Only an exact repetition of every entry counts as the answer.

------ Provided material ------

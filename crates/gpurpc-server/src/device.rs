//! Collaborator interfaces the bridge needs from the device layer.

use std::collections::HashMap;

use gpurpc_protocol::{DeviceId, DevicePtr};

/// Allocation policy requested from a device allocator.
#[derive(Debug, Clone, Copy, PartialEq, Eq, Hash)]
pub enum AllocKind {
    /// Device-resident memory; the allocator may block.
    Device,
    /// Pinned host memory the device can access.
    Host,
    /// Memory migrated between host and device on demand.
    Shared,
    /// Device-resident memory; the allocator must not block.
    DeviceNonBlocking,
}

#[derive(Debug, Clone, PartialEq, Eq, thiserror::Error)]
pub enum DeviceError {
    #[error("symbol `{0}` not found in image")]
    SymbolNotFound(String),

    #[error("symbol `{name}` has size {actual}, expected {expected}")]
    SymbolSize { name: String, expected: u64, actual: u64 },

    #[error("malformed device image: {0}")]
    MalformedImage(String),

    #[error("range {addr}+{len} is not mapped on device {device}")]
    InvalidAddress { device: DeviceId, addr: DevicePtr, len: usize },

    #[error("device {device} has no allocation at {addr}")]
    UnknownAllocation { device: DeviceId, addr: DevicePtr },

    #[error("driver error: {0}")]
    Driver(String),
}

/// An attached accelerator, as seen by the bridge.
///
/// `allocate` with [`AllocKind::Host`] must return a host-accessible address
/// aligned to [`gpurpc_protocol::wire::BUFFER_ALIGN`]; the bridge places the
/// shared channel there and the host reads it directly.
pub trait Device: Send + Sync {
    fn id(&self) -> DeviceId;

    /// Lanes the hardware schedules together.
    fn lane_size(&self) -> u32;

    /// Channel depth this device asks for, before clamping.
    fn requested_port_count(&self) -> u32;

    /// Allocate `size` bytes. `None` when the allocator cannot satisfy the request.
    fn allocate(&self, size: u64, hint: Option<DevicePtr>, kind: AllocKind) -> Option<DevicePtr>;

    fn free(&self, ptr: DevicePtr, kind: AllocKind) -> Result<(), DeviceError>;

    /// Copy host bytes into device memory.
    fn data_submit(&self, dst: DevicePtr, src: &[u8]) -> Result<(), DeviceError>;

    /// Copy device memory into a host buffer.
    fn data_retrieve(&self, dst: &mut [u8], src: DevicePtr) -> Result<(), DeviceError>;
}

/// Location and size of a global variable in a loaded device image.
#[derive(Debug, Clone, Copy, PartialEq, Eq)]
pub struct GlobalSymbol {
    pub addr: DevicePtr,
    pub size: u64,
}

/// A program image loaded onto a device, with its exported globals.
#[derive(Debug, Clone, Default)]
pub struct DeviceImage {
    image_id: u32,
    symbols: HashMap<String, GlobalSymbol>,
}

impl DeviceImage {
    pub fn new(image_id: u32) -> Self {
        Self {
            image_id,
            symbols: HashMap::new(),
        }
    }

    pub fn with_symbol(mut self, name: &str, addr: DevicePtr, size: u64) -> Self {
        self.symbols.insert(name.to_string(), GlobalSymbol { addr, size });
        self
    }

    pub fn image_id(&self) -> u32 {
        self.image_id
    }

    pub fn symbol(&self, name: &str) -> Option<GlobalSymbol> {
        self.symbols.get(name).copied()
    }
}

/// Resolves globals inside device images.
pub trait GlobalHandler {
    /// Whether `name` is defined by the image. Absence is not an error.
    fn is_symbol_in_image(
        &self,
        device: &dyn Device,
        image: &DeviceImage,
        name: &str,
    ) -> Result<bool, DeviceError>;

    /// Address of the global `name`, which must be `size` bytes.
    fn global_metadata(
        &self,
        device: &dyn Device,
        image: &DeviceImage,
        name: &str,
        size: u64,
    ) -> Result<GlobalSymbol, DeviceError>;
}

/// Looks globals up in the symbol table carried by [`DeviceImage`].
#[derive(Debug, Default, Clone, Copy)]
pub struct SymbolTable;

impl GlobalHandler for SymbolTable {
    fn is_symbol_in_image(
        &self,
        _device: &dyn Device,
        image: &DeviceImage,
        name: &str,
    ) -> Result<bool, DeviceError> {
        Ok(image.symbol(name).is_some())
    }

    fn global_metadata(
        &self,
        _device: &dyn Device,
        image: &DeviceImage,
        name: &str,
        size: u64,
    ) -> Result<GlobalSymbol, DeviceError> {
        let symbol = image
            .symbol(name)
            .ok_or_else(|| DeviceError::SymbolNotFound(name.to_string()))?;
        if symbol.size != size {
            return Err(DeviceError::SymbolSize {
                name: name.to_string(),
                expected: size,
                actual: symbol.size,
            });
        }
        Ok(symbol)
    }
}
use gpurpc_core::CoreError;
use gpurpc_protocol::{DeviceId, Status};
use gpurpc_transport::TransportError;

use crate::device::DeviceError;

/// Errors returned by the bridge's lifecycle and dispatch operations.
#[derive(Debug, thiserror::Error)]
pub enum RpcError {
    #[error("failed to initialize RPC server for device {0}")]
    Allocation(DeviceId),

    #[error("failed to read metadata for `{symbol}` on device {device}: {source}")]
    SymbolMetadata {
        device: DeviceId,
        symbol: &'static str,
        #[source]
        source: DeviceError,
    },

    #[error("failed to inspect image on device {device}: {source}")]
    ImageLookup {
        device: DeviceId,
        #[source]
        source: DeviceError,
    },

    #[error("data transfer for device {device} failed: {source}")]
    Transfer {
        device: DeviceId,
        #[source]
        source: DeviceError,
    },

    #[error("RPC server given invalid opcode {opcode:#x} ({status:?})")]
    InvalidOpcode { opcode: u32, status: Status },

    #[error("RPC channel for device {0} is not initialized")]
    NotInitialized(DeviceId),

    #[error("RPC channel for device {0} is already initialized")]
    AlreadyInitialized(DeviceId),

    #[error("device {device} reports unsupported lane size {lane_size}")]
    UnsupportedLaneSize { device: DeviceId, lane_size: u32 },

    #[error(
        "channel layout for device {device} changed since initialization: \
         {port_count} ports x {lane_size} lanes, buffer holds {expected_ports} x {expected_lanes}"
    )]
    LayoutMismatch {
        device: DeviceId,
        port_count: u32,
        lane_size: u32,
        expected_ports: u32,
        expected_lanes: u32,
    },

    #[error("channel buffer for device {device} is unusable: {source}")]
    Buffer {
        device: DeviceId,
        #[source]
        source: TransportError,
    },

    #[error("failed to release RPC buffer for device {device}: {source}")]
    Release {
        device: DeviceId,
        #[source]
        source: DeviceError,
    },

    #[error(transparent)]
    Registry(#[from] CoreError),
}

------

Task solution:
filename crates/gpurpc-server/src/device.rs
//! Collaborator interfaces the bridge needs from the device layer.

use std::collections::HashMap;

use gpurpc_protocol::{DeviceId, DevicePtr};

/// Allocation policy requested from a device allocator.
#[derive(Debug, Clone, Copy, PartialEq, Eq, Hash)]
pub enum AllocKind {
    /// Device-resident memory; the allocator may block.
    Device,
    /// Pinned host memory the device can access.
    Host,
    /// Memory migrated between host and device on demand.
    Shared,
    /// Device-resident memory; the allocator must not block.
    DeviceNonBlocking,
}

#[derive(Debug, Clone, PartialEq, Eq, thiserror::Error)]
pub enum DeviceError {
    #[error("symbol `{0}` not found in image")]
    SymbolNotFound(String),

    #[error("symbol `{name}` has size {actual}, expected {expected}")]
    SymbolSize { name: String, expected: u64, actual: u64 },

    #[error("malformed device image: {0}")]
    MalformedImage(String),

    #[error("range {addr}+{len} is not mapped on device {device}")]
    InvalidAddress { device: DeviceId, addr: DevicePtr, len: usize },

    #[error("device {device} has no allocation at {addr}")]
    UnknownAllocation { device: DeviceId, addr: DevicePtr },

    #[error("driver error: {0}")]
    Driver(String),
}

/// An attached accelerator, as seen by the bridge.
///
/// `allocate` with [`AllocKind::Host`] must return a host-accessible address
/// aligned to [`gpurpc_protocol::wire::BUFFER_ALIGN`]; the bridge places the
/// shared channel there and the host reads it directly.
pub trait Device: Send + Sync {
    fn id(&self) -> DeviceId;

    /// Lanes the hardware schedules together.
    fn lane_size(&self) -> u32;

    /// Channel depth this device asks for, before clamping.
    fn requested_port_count(&self) -> u32;

    /// Allocate `size` bytes. `None` when the allocator cannot satisfy the request.
    fn allocate(&self, size: u64, hint: Option<DevicePtr>, kind: AllocKind) -> Option<DevicePtr>;

    fn free(&self, ptr: DevicePtr, kind: AllocKind) -> Result<(), DeviceError>;

    /// Copy host bytes into device memory.
    fn data_submit(&self, dst: DevicePtr, src: &[u8]) -> Result<(), DeviceError>;

    /// Copy device memory into a host buffer.
    fn data_retrieve(&self, dst: &mut [u8], src: DevicePtr) -> Result<(), DeviceError>;
}

/// Location and size of a global variable in a loaded device image.
#[derive(Debug, Clone, Copy, PartialEq, Eq)]
pub struct GlobalSymbol {
    pub addr: DevicePtr,
    pub size: u64,
}

/// A program image loaded onto a device, with its exported globals.
#[derive(Debug, Clone, Default)]
pub struct DeviceImage {
    image_id: u32,
    symbols: HashMap<String, GlobalSymbol>,
}

impl DeviceImage {
    pub fn new(image_id: u32) -> Self {
        Self {
            image_id,
            symbols: HashMap::new(),
        }
    }

    pub fn with_symbol(mut self, name: &str, addr: DevicePtr, size: u64) -> Self {
        self.symbols.insert(name.to_string(), GlobalSymbol { addr, size });
        self
    }

    pub fn image_id(&self) -> u32 {
        self.image_id
    }

    pub fn symbol(&self, name: &str) -> Option<GlobalSymbol> {
        self.symbols.get(name).copied()
    }
}

/// Resolves globals inside device images.
pub trait GlobalHandler {
    /// Whether `name` is defined by the image. Absence is not an error.
    fn is_symbol_in_image(
        &self,
        device: &dyn Device,
        image: &DeviceImage,
        name: &str,
    ) -> Result<bool, DeviceError>;

    /// Address of the global `name`, which must be `size` bytes.
    fn global_metadata(
        &self,
        device: &dyn Device,
        image: &DeviceImage,
        name: &str,
        size: u64,
    ) -> Result<GlobalSymbol, DeviceError>;
}

/// Looks globals up in the symbol table carried by [`DeviceImage`].
#[derive(Debug, Default, Clone, Copy)]
pub struct SymbolTable;

impl GlobalHandler for SymbolTable {
    fn is_symbol_in_image(
        &self,
        _device: &dyn Device,
        image: &DeviceImage,
        name: &str,
    ) -> Result<bool, DeviceError> {
        Ok(image.symbol(name).is_some())
    }

    fn global_metadata(
        &self,
        _device: &dyn Device,
        image: &DeviceImage,
        name: &str,
        size: u64,
    ) -> Result<GlobalSymbol, DeviceError> {
        let symbol = image
            .symbol(name)
            .ok_or_else(|| DeviceError::SymbolNotFound(name.to_string()))?;
        if symbol.size != size {
            return Err(DeviceError::SymbolSize {
                name: name.to_string(),
                expected: size,
                actual: symbol.size,
            });
        }
        Ok(symbol)
    }
}
use gpurpc_core::CoreError;
use gpurpc_protocol::{DeviceId, Status};
use gpurpc_transport::TransportError;

use crate::device::DeviceError;

/// Errors returned by the bridge's lifecycle and dispatch operations.
#[derive(Debug, thiserror::Error)]
pub enum RpcError {
    #[error("failed to initialize RPC server for device {0}")]
    Allocation(DeviceId),

    #[error("failed to read metadata for `{symbol}` on device {device}: {source}")]
    SymbolMetadata {
        device: DeviceId,
        symbol: &'static str,
        #[source]
        source: DeviceError,
    },

    #[error("failed to inspect image on device {device}: {source}")]
    ImageLookup {
        device: DeviceId,
        #[source]
        source: DeviceError,
    },

    #[error("data transfer for device {device} failed: {source}")]
    Transfer {
        device: DeviceId,
        #[source]
        source: DeviceError,
    },

    #[error("RPC server given invalid opcode {opcode:#x} ({status:?})")]
    InvalidOpcode { opcode: u32, status: Status },

    #[error("RPC channel for device {0} is not initialized")]
    NotInitialized(DeviceId),

    #[error("RPC channel for device {0} is already initialized")]
    AlreadyInitialized(DeviceId),

    #[error("device {device} reports unsupported lane size {lane_size}")]
    UnsupportedLaneSize { device: DeviceId, lane_size: u32 },

    #[error(
        "channel layout for device {device} changed since initialization: \
         {port_count} ports x {lane_size} lanes, buffer holds {expected_ports} x {expected_lanes}"
    )]
    LayoutMismatch {
        device: DeviceId,
        port_count: u32,
        lane_size: u32,
        expected_ports: u32,
        expected_lanes: u32,
    },

    #[error("channel buffer for device {device} is unusable: {source}")]
    Buffer {
        device: DeviceId,
        #[source]
        source: TransportError,
    },

    #[error("failed to release RPC buffer for device {device}: {source}")]
    Release {
        device: DeviceId,
        #[source]
        source: DeviceError,
    },

    #[error(transparent)]
    Registry(#[from] CoreError),
}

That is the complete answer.